Balloon angioplasty and stenting
Balloon angioplasty is an option for treating aortic coarctation or for treating re-narrowing (re-coarctation) that has recurred after surgery. During this procedure, your doctor inserts a thin flexible tube (catheter) into an artery in your groin and threads it up toward your heart. An uninflated balloon is placed through the opening of the narrowed aorta. When the balloon is inflated, the aorta widens and blood flows more easily. In some cases, a mesh-covered hollow tube called a stent is inserted to keep the constriction in the aorta open.
Medication
Medication isn't used to repair coarctation of the aorta, but may be used to control blood pressure before surgery. Although repairing aortic coarctation improves blood pressure, many people will still need to take medication even after a successful surgery. Babies with severe coarctation of the aorta may receive a drug called prostaglandin E. This drug helps keeps the ductus arteriosis open, providing a bypass for blood flow around the constriction, until the coarctation is repaired.
After treatment
The most common long-term complication of coarctation of the aorta is high blood pressure. Although your blood pressure usually lowers after the aortic coarctation has been repaired, it may still remain higher than normal. Occasionally, the segment of the aorta that has been repaired will become weak and bulge (aortic aneurysm) and may eventually rupture. In some cases, the coarctation will recur, possibly even years after treatment.
Prevention
Coarctation of the aorta can't be prevented, because it's usually present at birth.
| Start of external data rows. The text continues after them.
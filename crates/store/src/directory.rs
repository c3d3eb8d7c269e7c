//! Per-conversation directory backend.
//!
//! Each conversation is stored as `<dir>/<id>.json` holding its message
//! array. Saving one conversation touches only its own file, so writers on
//! different ids never contend.

use crate::locks::KeyedLocks;
use async_trait::async_trait;
use kbchat_core::error::StoreError;
use kbchat_core::message::{ConversationMap, Message};
use kbchat_core::store::ChatStore;
use std::path::{Path, PathBuf};
use tokio::sync::Mutex;
use tracing::{debug, warn};

const MAX_ID_LEN: usize = 128;

/// A chat store keeping one JSON file per conversation.
pub struct DirectoryStore {
    dir: PathBuf,
    locks: KeyedLocks,
    /// Held by `save_all`, which rewrites the whole directory.
    bulk_lock: Mutex<()>,
}

impl DirectoryStore {
    /// Open the store rooted at `dir`, creating the directory if needed.
    pub async fn open(dir: impl Into<PathBuf>) -> Result<Self, StoreError> {
        let dir = dir.into();
        tokio::fs::create_dir_all(&dir)
            .await
            .map_err(|e| StoreError::PersistFailure(format!("{}: {e}", dir.display())))?;
        debug!(dir = %dir.display(), "Directory chat store ready");

        Ok(Self {
            dir,
            locks: KeyedLocks::new(),
            bulk_lock: Mutex::new(()),
        })
    }

    fn file_for(&self, id: &str) -> PathBuf {
        self.dir.join(format!("{id}.json"))
    }

    /// Conversation ids with a file in the directory, without reading them.
    async fn stored_ids(&self) -> Result<Vec<String>, StoreError> {
        let listing_error = |e: std::io::Error| StoreError::Corrupted {
            location: self.dir.display().to_string(),
            reason: e.to_string(),
        };
        let mut entries = tokio::fs::read_dir(&self.dir).await.map_err(listing_error)?;

        let mut ids = Vec::new();
        while let Some(entry) = entries.next_entry().await.map_err(listing_error)? {
            let path = entry.path();
            if path.extension().and_then(|e| e.to_str()) != Some("json") {
                continue;
            }
            let Some(id) = path.file_stem().and_then(|s| s.to_str()) else {
                continue;
            };
            if !is_valid_id(id) {
                warn!(file = %path.display(), "Ignoring file with unexpected name");
                continue;
            }
            ids.push(id.to_string());
        }
        Ok(ids)
    }

    async fn read_file(path: &Path) -> Result<Vec<Message>, StoreError> {
        let raw = tokio::fs::read_to_string(path)
            .await
            .map_err(|e| StoreError::Corrupted {
                location: path.display().to_string(),
                reason: e.to_string(),
            })?;
        serde_json::from_str(&raw).map_err(|e| StoreError::Corrupted {
            location: path.display().to_string(),
            reason: e.to_string(),
        })
    }

    async fn write_file(&self, id: &str, messages: &[Message]) -> Result<(), StoreError> {
        let path = self.file_for(id);
        let json = serde_json::to_vec_pretty(messages)
            .map_err(|e| StoreError::PersistFailure(e.to_string()))?;
        crate::write_atomic(&path, &json)
            .await
            .map_err(|e| StoreError::PersistFailure(format!("{}: {e}", path.display())))
    }
}

/// Ids become file names, so only a conservative character set is accepted.
pub fn is_valid_id(id: &str) -> bool {
    !id.is_empty()
        && id.len() <= MAX_ID_LEN
        && id
            .bytes()
            .all(|b| b.is_ascii_alphanumeric() || b == b'-' || b == b'_')
}

#[async_trait]
impl ChatStore for DirectoryStore {
    fn name(&self) -> &str {
        "directory"
    }

    async fn load_all(&self) -> Result<ConversationMap, StoreError> {
        let mut all = ConversationMap::new();
        for id in self.stored_ids().await? {
            let messages = Self::read_file(&self.file_for(&id)).await?;
            all.insert(id, messages);
        }
        Ok(all)
    }

    async fn save_all(&self, conversations: &ConversationMap) -> Result<(), StoreError> {
        let _bulk = self.bulk_lock.lock().await;

        if let Some(bad) = conversations.keys().find(|id| !is_valid_id(id)) {
            return Err(StoreError::PersistFailure(format!(
                "invalid conversation id: {bad:?}"
            )));
        }

        // Stale files are found by name alone so unreadable ones are dropped too.
        let existing = self.stored_ids().await?;
        for id in existing.iter().filter(|id| !conversations.contains_key(*id)) {
            let _guard = self.locks.lock(id).await;
            tokio::fs::remove_file(self.file_for(id))
                .await
                .map_err(|e| StoreError::PersistFailure(e.to_string()))?;
        }

        for (id, messages) in conversations {
            let _guard = self.locks.lock(id).await;
            self.write_file(id, messages).await?;
        }
        Ok(())
    }

    async fn get(&self, id: &str) -> Result<Vec<Message>, StoreError> {
        if !is_valid_id(id) {
            return Err(StoreError::NotFound(id.to_string()));
        }
        let path = self.file_for(id);
        let exists = tokio::fs::try_exists(&path)
            .await
            .map_err(|e| StoreError::Corrupted {
                location: path.display().to_string(),
                reason: e.to_string(),
            })?;
        if !exists {
            return Err(StoreError::NotFound(id.to_string()));
        }
        Self::read_file(&path).await
    }

    async fn save(&self, id: &str, messages: &[Message]) -> Result<(), StoreError> {
        if !is_valid_id(id) {
            return Err(StoreError::PersistFailure(format!(
                "invalid conversation id: {id:?}"
            )));
        }
        let _guard = self.locks.lock(id).await;
        self.write_file(id, messages).await
    }
}
//! LLM Provider implementations for kbchat.
//!
//! All providers implement the `kbchat_core::Provider` trait.
//! The router selects the correct provider based on configuration.

pub mod gemini;
pub mod openai_compat;
pub mod router;

pub use gemini::GeminiProvider;
pub use openai_compat::OpenAiCompatProvider;
pub use router::ProviderRouter;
However, if you or your child has a condition that increases the risk of aortic coarctation, such as Turner's syndrome, another heart defect, or a family history of congenital heart disease, discuss your risk of aortic coarctation with your doctor.
Self-care
Although coarctation of the aorta may be repaired, the condition requires careful follow-up throughout adulthood to help prevent complications and to monitor for recurrences. Here are a few tips for managing your condition:
- Get regular exercise. Regular exercise helps to lower blood pressure. Talk to your doctor about whether you need to restrict certain physical activities, such as weightlifting, which may place a strain on your heart because it raises blood pressure.
- Consider pregnancy carefully. Before becoming pregnant, talk to your doctor to determine if you can undergo pregnancy safely. Women with aortic aneurysms due to coarctation of the aorta, even after repair, are at high risk of aortic rupture during pregnancy and delivery. If you have had aortic coarctation repair and are considering becoming pregnant, careful management of your blood pressure is important to help keep you and your baby healthy.
- Prevent endocarditis. Endocarditis is an inflammation of the inner lining of the heart or of its structures, caused by a bacterial infection. People with coarctation of the aorta are at risk of this infection because the abnormal tissue at the site of the coarctation is a good habitat for bacterial growth. Talk to your doctor about taking antibiotics before certain dental and medical procedures to reduce the risk of infection.